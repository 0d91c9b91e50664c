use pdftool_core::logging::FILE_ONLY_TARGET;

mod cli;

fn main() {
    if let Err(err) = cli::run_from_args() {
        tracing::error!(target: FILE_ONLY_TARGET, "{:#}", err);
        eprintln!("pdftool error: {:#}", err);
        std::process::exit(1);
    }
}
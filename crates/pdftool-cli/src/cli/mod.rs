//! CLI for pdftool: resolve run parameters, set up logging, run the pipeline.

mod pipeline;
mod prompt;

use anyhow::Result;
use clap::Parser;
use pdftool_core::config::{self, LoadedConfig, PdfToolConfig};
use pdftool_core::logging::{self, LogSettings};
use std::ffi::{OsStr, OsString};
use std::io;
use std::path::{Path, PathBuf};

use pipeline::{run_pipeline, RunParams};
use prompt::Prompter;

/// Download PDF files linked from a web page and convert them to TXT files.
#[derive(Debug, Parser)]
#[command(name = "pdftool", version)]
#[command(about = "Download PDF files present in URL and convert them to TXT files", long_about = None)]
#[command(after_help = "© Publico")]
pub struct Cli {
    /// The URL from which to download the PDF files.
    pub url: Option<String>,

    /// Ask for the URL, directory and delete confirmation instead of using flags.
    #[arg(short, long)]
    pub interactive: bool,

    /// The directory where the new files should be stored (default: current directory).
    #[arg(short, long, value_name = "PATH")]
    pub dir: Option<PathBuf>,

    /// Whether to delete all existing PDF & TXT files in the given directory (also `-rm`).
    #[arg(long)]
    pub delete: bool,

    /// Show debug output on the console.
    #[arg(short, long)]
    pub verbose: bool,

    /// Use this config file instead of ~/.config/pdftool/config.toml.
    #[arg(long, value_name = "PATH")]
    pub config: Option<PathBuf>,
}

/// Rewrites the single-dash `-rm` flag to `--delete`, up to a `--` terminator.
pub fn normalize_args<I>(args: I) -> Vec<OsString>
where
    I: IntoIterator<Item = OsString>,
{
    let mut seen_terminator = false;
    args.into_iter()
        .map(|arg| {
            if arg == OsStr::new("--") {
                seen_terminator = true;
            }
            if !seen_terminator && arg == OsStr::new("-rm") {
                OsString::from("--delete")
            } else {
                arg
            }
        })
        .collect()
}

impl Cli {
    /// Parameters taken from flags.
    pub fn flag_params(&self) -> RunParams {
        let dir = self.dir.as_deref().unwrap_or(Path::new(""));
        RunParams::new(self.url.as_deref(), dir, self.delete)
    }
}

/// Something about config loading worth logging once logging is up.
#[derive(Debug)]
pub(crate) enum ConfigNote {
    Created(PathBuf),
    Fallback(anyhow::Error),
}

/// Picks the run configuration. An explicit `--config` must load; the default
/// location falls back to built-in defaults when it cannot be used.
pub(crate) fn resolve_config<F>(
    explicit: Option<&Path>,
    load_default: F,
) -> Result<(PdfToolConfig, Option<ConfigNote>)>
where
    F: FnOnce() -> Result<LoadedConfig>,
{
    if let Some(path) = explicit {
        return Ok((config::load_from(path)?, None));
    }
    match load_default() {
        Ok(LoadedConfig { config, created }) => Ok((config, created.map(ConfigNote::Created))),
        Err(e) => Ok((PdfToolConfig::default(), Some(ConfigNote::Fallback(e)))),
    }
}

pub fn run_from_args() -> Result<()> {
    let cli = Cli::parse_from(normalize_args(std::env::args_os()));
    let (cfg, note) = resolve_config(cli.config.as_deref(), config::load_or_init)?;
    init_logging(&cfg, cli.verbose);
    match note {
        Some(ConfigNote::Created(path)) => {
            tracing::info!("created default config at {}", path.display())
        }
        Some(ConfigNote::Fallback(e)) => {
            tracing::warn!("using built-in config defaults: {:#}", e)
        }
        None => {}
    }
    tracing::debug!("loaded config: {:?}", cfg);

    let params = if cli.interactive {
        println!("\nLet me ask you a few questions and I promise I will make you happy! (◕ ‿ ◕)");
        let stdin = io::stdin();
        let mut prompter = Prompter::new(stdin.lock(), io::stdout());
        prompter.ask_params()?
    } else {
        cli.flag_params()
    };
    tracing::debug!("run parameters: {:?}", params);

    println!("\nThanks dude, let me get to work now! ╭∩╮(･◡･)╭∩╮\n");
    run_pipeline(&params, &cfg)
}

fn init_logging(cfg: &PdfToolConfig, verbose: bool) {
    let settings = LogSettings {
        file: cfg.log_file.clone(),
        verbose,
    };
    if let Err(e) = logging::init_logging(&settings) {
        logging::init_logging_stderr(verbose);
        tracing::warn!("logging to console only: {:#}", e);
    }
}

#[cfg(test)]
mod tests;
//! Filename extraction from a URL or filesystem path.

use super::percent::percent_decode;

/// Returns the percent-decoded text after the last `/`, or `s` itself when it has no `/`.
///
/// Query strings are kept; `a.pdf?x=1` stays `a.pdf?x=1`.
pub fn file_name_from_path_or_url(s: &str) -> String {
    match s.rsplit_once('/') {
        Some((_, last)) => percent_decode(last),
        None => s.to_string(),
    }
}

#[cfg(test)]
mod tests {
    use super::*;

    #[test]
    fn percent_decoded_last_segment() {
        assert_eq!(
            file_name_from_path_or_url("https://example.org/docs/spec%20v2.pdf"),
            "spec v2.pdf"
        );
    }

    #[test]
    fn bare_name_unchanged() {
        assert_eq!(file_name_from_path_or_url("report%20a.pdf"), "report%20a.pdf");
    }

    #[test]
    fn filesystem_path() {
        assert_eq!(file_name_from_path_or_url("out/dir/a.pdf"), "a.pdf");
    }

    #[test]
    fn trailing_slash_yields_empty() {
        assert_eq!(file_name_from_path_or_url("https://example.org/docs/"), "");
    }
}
:::::
WHAT YOU ARE ASKED TO DO:
Scan the entries above and work out how many lines include the word "about"; the reply is that number alone.

RESPONSE:
2